▸ **GIVEN RECORDS**
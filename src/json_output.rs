//! JSON Output for Dispatch Events
//!
//! Structured JSON lines describing goal status transitions, executor
//! feedback, outcomes and errors, for consumption by external tools.

use crate::channel::{GoalId, TrajectoryFeedback};
use crate::state::{DispatchState, ExecutionOutcome};
use serde::{Deserialize, Serialize};
use std::time::{SystemTime, UNIX_EPOCH};

/// Get current timestamp as f64 seconds since UNIX epoch with consistent precision
pub fn current_timestamp() -> f64 {
    let timestamp = SystemTime::now()
        .duration_since(UNIX_EPOCH)
        .unwrap_or_default()
        .as_secs_f64();

    // Round to 6 decimal places for consistent formatting
    (timestamp * 1_000_000.0).round() / 1_000_000.0
}

/// Goal state transition event
#[derive(Debug, Clone, Serialize, Deserialize)]
pub struct GoalStatusEvent {
    pub timestamp: f64,
    /// Event type for JSON parsing
    #[serde(rename = "type")]
    pub event_type: String,
    pub goal_id: GoalId,
    pub state: DispatchState,
    /// Human-readable message
    pub message: String,
}

/// Executor progress for an active goal
#[derive(Debug, Clone, Serialize, Deserialize)]
pub struct FeedbackOutputEvent {
    pub timestamp: f64,
    #[serde(rename = "type")]
    pub event_type: String,
    pub goal_id: GoalId,
    pub feedback: TrajectoryFeedback,
}

/// Final result of a dispatch
#[derive(Debug, Clone, Serialize, Deserialize)]
pub struct OutcomeEvent {
    pub timestamp: f64,
    #[serde(rename = "type")]
    pub event_type: String,
    pub goal_id: GoalId,
    #[serde(flatten)]
    pub outcome: ExecutionOutcome,
    /// Wall time from send to terminal state
    pub elapsed_ms: u64,
}

/// Error event (validation, transport)
#[derive(Debug, Clone, Serialize, Deserialize)]
pub struct ErrorEvent {
    pub timestamp: f64,
    #[serde(rename = "type")]
    pub event_type: String,
    #[serde(skip_serializing_if = "Option::is_none")]
    pub goal_id: Option<GoalId>,
    pub error: String,
}

impl GoalStatusEvent {
    pub fn new(goal_id: GoalId, state: DispatchState, message: &str) -> Self {
        Self {
            timestamp: current_timestamp(),
            event_type: "goal_status".to_string(),
            goal_id,
            state,
            message: message.to_string(),
        }
    }
}

impl FeedbackOutputEvent {
    pub fn new(goal_id: GoalId, feedback: TrajectoryFeedback) -> Self {
        Self {
            timestamp: current_timestamp(),
            event_type: "feedback".to_string(),
            goal_id,
            feedback,
        }
    }
}

impl OutcomeEvent {
    pub fn new(goal_id: GoalId, outcome: ExecutionOutcome, elapsed_ms: u64) -> Self {
        Self {
            timestamp: current_timestamp(),
            event_type: "outcome".to_string(),
            goal_id,
            outcome,
            elapsed_ms,
        }
    }
}

impl ErrorEvent {
    pub fn new(error: &str, goal_id: Option<GoalId>) -> Self {
        Self {
            timestamp: current_timestamp(),
            event_type: "error".to_string(),
            goal_id,
            error: error.to_string(),
        }
    }
}

/// Output a JSON event to stdout
pub fn output_event<T: Serialize>(event: &T) {
    if let Ok(json) = serde_json::to_string(event) {
        println!("{}", json);
    }
}

/// Convenience functions for outputting specific event types
pub mod output {
    use super::*;

    pub fn error(error_msg: &str, goal_id: Option<GoalId>) {
        output_event(&ErrorEvent::new(error_msg, goal_id));
    }
}

#[cfg(test)]
mod tests {
    use super::*;

    #[test]
    fn test_outcome_event_flattens_reason() {
        let event = OutcomeEvent::new(
            GoalId::new(),
            ExecutionOutcome::Rejected(Some("bad frame".to_string())),
            12,
        );
        let json = serde_json::to_value(&event).unwrap();
        assert_eq!(json["type"], "outcome");
        assert_eq!(json["outcome"], "rejected");
        assert_eq!(json["reason"], "bad frame");
        assert_eq!(json["elapsed_ms"], 12);
    }

    #[test]
    fn test_status_event_state_name() {
        let event = GoalStatusEvent::new(GoalId::new(), DispatchState::TimedOut, "deadline");
        let json = serde_json::to_value(&event).unwrap();
        assert_eq!(json["state"], "timed_out");
    }
}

▸ **WORK TO BE COMPLETED**
Copy each line from the data that features the string "message".

▸ **WRITTEN SOLUTION**
    /// Human-readable message
    pub message: String,
    pub fn new(goal_id: GoalId, state: DispatchState, message: &str) -> Self {
            message: message.to_string(),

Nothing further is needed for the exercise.